### Problem statement
Extract from the entries below, exactly as given, only the lines from the line containing "filename crates/outline/src/types.rs" to the line containing "deeper that a", both lines included.

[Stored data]
---

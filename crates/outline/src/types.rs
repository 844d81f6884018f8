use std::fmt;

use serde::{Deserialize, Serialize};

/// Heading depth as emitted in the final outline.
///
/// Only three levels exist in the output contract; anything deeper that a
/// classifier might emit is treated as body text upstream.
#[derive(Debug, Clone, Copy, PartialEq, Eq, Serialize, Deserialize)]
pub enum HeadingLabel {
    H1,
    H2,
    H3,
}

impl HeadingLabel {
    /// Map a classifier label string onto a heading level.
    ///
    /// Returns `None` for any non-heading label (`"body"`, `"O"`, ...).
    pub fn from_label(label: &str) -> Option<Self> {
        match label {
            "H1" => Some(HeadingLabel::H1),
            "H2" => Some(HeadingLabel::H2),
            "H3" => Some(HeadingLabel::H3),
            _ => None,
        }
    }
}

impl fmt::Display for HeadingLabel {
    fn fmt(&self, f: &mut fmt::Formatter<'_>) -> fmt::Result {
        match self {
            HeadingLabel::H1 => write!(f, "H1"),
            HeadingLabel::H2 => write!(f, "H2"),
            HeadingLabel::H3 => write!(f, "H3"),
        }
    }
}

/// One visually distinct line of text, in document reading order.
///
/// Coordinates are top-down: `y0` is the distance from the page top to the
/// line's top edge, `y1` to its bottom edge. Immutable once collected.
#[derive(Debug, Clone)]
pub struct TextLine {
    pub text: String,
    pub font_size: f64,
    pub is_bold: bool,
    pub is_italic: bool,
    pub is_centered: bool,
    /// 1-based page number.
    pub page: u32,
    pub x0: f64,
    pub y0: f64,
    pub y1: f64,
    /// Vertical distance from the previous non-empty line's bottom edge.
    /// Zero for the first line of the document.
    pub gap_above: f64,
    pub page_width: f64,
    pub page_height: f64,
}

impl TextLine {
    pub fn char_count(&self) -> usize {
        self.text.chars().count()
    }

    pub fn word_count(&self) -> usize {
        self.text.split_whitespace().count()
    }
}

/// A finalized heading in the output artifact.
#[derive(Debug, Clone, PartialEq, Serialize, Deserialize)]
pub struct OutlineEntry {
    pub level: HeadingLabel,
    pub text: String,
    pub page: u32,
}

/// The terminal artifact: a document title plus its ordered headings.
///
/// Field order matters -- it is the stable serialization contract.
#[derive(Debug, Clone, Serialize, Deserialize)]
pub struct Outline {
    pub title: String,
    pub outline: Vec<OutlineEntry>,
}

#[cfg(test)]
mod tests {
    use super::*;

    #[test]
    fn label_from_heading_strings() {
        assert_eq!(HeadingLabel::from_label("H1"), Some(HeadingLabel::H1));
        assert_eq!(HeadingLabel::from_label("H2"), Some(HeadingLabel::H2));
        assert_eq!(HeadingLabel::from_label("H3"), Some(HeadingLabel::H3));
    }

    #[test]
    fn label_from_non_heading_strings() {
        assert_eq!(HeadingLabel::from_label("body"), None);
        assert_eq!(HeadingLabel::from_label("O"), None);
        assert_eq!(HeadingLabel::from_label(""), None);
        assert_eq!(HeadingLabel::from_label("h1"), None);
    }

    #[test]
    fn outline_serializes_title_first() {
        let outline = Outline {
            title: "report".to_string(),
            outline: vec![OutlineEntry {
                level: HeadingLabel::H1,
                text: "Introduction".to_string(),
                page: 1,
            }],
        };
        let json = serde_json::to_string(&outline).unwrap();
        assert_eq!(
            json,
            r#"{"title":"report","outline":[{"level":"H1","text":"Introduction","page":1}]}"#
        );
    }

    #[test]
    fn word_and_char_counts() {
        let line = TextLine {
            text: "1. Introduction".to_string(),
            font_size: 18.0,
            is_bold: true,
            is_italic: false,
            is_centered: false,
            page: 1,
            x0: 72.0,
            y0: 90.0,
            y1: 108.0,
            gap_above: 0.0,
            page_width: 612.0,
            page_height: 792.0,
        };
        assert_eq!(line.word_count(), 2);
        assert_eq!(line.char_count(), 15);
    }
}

---

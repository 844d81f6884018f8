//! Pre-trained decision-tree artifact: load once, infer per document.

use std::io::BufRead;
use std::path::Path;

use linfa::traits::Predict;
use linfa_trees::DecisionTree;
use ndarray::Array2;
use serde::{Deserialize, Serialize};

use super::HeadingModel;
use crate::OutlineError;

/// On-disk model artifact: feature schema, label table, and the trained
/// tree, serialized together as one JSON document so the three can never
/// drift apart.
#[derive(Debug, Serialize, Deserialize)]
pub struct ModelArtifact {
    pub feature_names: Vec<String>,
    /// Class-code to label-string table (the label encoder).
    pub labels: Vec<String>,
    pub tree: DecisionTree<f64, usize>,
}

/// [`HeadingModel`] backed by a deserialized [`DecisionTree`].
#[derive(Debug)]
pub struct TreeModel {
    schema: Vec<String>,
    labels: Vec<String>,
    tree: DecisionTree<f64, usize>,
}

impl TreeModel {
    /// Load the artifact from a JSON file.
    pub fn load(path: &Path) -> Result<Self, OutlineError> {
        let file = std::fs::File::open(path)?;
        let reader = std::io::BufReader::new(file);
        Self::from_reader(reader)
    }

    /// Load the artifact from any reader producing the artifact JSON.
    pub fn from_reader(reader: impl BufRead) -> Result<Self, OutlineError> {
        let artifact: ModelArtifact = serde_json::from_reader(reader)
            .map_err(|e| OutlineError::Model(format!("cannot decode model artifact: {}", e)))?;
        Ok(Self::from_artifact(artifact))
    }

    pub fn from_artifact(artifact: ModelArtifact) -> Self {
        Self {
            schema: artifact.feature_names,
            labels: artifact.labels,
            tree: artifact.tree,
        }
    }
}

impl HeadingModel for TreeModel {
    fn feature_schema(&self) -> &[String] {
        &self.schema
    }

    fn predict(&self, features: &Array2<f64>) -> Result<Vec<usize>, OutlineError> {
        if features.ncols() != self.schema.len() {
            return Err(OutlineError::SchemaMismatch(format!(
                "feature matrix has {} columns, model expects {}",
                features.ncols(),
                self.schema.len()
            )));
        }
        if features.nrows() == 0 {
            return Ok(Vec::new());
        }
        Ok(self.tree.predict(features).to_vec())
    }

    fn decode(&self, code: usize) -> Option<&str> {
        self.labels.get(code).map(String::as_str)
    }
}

---

### Task response
filename crates/outline/src/types.rs
repository 844d81f6884018f8
use std::fmt;

use serde::{Deserialize, Serialize};

/// Heading depth as emitted in the final outline.
///
/// Only three levels exist in the output contract; anything deeper that a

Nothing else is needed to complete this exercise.